“Si è avverato ciò che non avremmo mai voluto: la peste dei cinghiali è arrivata all’interno di un allevamento”, tuona il Presidente di Coldiretti, Ettore Prandini, nel commentare il rilevamento della malattia all’interno di una stalla del Lazio. “È un disastro annunciato”, rincara Luigi Scordamaglia, Presidente di Assocarni, “un fatto gravissimo, perché certifica agli occhi del mondo un contenimento inadeguato della malattia. Un vero scandalo: da gennaio scorso, da quando è stata rinvenuta la peste in Piemonte e Liguria, nel nostro Paese nulla di concreto è stato fatto. A causa dell’immobilismo delle istituzioni ancora si discute se procedere con gli abbattimenti dei cinghiali che continuano a scorrazzare liberamente nella Capitale sommersa dai rifiuti. È imperativo rendere più snelle le procedure di abbattimento modificando l’art. 19 della legge 157/1992 e abbandonare fantasiosi vagheggiamenti e interventi ‘contraccettivi sui cinghiali'”. 



Occorre insomma fare presto, come conferma anche il Presidente nazionale di Cia, Cristiano Fini: “Si sta perdendo tempo prezioso, i piani di abbattimento della fauna selvatica vanno a rilento nel Nord Ovest – solo 2mila ungulati sui 50mila stimati – e a Roma non sono neppure cominciati”. 

Ma l’emergenza sanitaria non è l’unico versante su cui agire. A farsi sentire, infatti, c’è anche quella economica, che vede le associazioni di categoria levare, concordi, una richiesta di aiuto. Scordamaglia chiede al Governo immediate misure di sostegno a favore delle aziende incolpevoli. Prandini reclama risarcimenti rapidi per le imprese costrette ad abbattere i loro animali. Il presidente di Cia non ritiene sufficienti i 25 milioni di euro stanziati dal Decreto governativo per supportare gli allevatori. E invoca 50 milioni di indennizzi garantiti e immediati per sostenere le aziende colpite e il settore suinicolo nazionale, oltre a quelli già stanziati dal Governo, ma ancora non liquidati. 

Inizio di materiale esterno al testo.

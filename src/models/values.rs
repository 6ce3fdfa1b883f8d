use serde::{Deserialize, Serialize};
use std::fmt;

/// Prefix that marks a string field as a variable reference.
pub const VARIABLE_PREFIX: char = '$';

/// A string-valued configuration field, parsed once at the edge.
///
/// On the wire this is the plain string: `"$wan_ip"` deserialises to
/// `Variable("$wan_ip")`, anything else to `Literal`.
#[derive(Debug, Clone, PartialEq, Eq, Hash, Serialize, Deserialize)]
#[serde(from = "String", into = "String")]
pub enum FieldValue {
    Literal(String),
    /// Variable name, including the leading `$`
    Variable(String),
}

impl FieldValue {
    /// Parse a raw field value. Whitespace is stripped before the prefix
    /// test; a bare `$` is not a variable.
    pub fn parse(raw: &str) -> Self {
        match variable_name(raw) {
            Some(name) => Self::Variable(name),
            None => Self::Literal(raw.to_string()),
        }
    }

    pub fn as_variable(&self) -> Option<&str> {
        match self {
            Self::Variable(name) => Some(name),
            Self::Literal(_) => None,
        }
    }

    #[cfg(test)]
    pub fn is_variable(&self) -> bool {
        matches!(self, Self::Variable(_))
    }

    /// The raw string as the operator typed it (variables keep their `$`).
    pub fn as_str(&self) -> &str {
        match self {
            Self::Literal(s) | Self::Variable(s) => s,
        }
    }
}

impl Default for FieldValue {
    fn default() -> Self {
        Self::Literal(String::new())
    }
}

impl From<String> for FieldValue {
    fn from(raw: String) -> Self {
        match variable_name(&raw) {
            Some(name) => Self::Variable(name),
            None => Self::Literal(raw),
        }
    }
}

impl From<&str> for FieldValue {
    fn from(raw: &str) -> Self {
        Self::parse(raw)
    }
}

impl From<FieldValue> for String {
    fn from(value: FieldValue) -> Self {
        match value {
            FieldValue::Literal(s) | FieldValue::Variable(s) => s,
        }
    }
}

impl fmt::Display for FieldValue {
    fn fmt(&self, f: &mut fmt::Formatter<'_>) -> fmt::Result {
        f.write_str(self.as_str())
    }
}

/// Returns the variable name (with `$`) if `raw` is a variable reference.
pub fn variable_name(raw: &str) -> Option<String> {
    let compact: String = raw.chars().filter(|c| !c.is_whitespace()).collect();
    if compact.len() > 1 && compact.starts_with(VARIABLE_PREFIX) {
        Some(compact)
    } else {
        None
    }
}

“Gli allevatori di suini interessati dalla malattia dovranno bloccare la loro attività per almeno sei mesi, con la macellazione cautelativa e il divieto di ripopolamento delle stalle. E al danno per la zootecnia si aggiunge lo stop alla commercializzazione dei foraggi per gli agricoltori in tutte queste zone rosse. Il che significa almeno 10 milioni di mancato reddito”. Ma non è tutto. “Anche le altre risorse stanziate dal Governo per le misure di biosicurezza negli allevamenti sono da implementare con urgenza – dichiara Fini -. Senza considerare il rischio che il ritrovamento dei suini infetti possa indurre Bruxelles a chiedere all’Italia un severo incremento di tali misure. Un provvedimento che potrebbe riguardare tutti i 132mila allevamenti suinicoli sul territorio italiano, con un danno incalcolabile per il settore”.



La posta in gioco è insomma molto alta. Dal comparto suinicolo nazionale dipendono del resto 11 miliardi di fatturato e 70mila addetti nella filiera delle carni suine, punta di diamante del Made in Italy. E al settore fanno capo 21 Dop e 12 Igp, per un valore annuo complessivo di 1,6 miliardi di export. Senza contare che i consumi di carne suina rappresentano circa l’8% degli acquisti nel carrello della spesa degli italiani.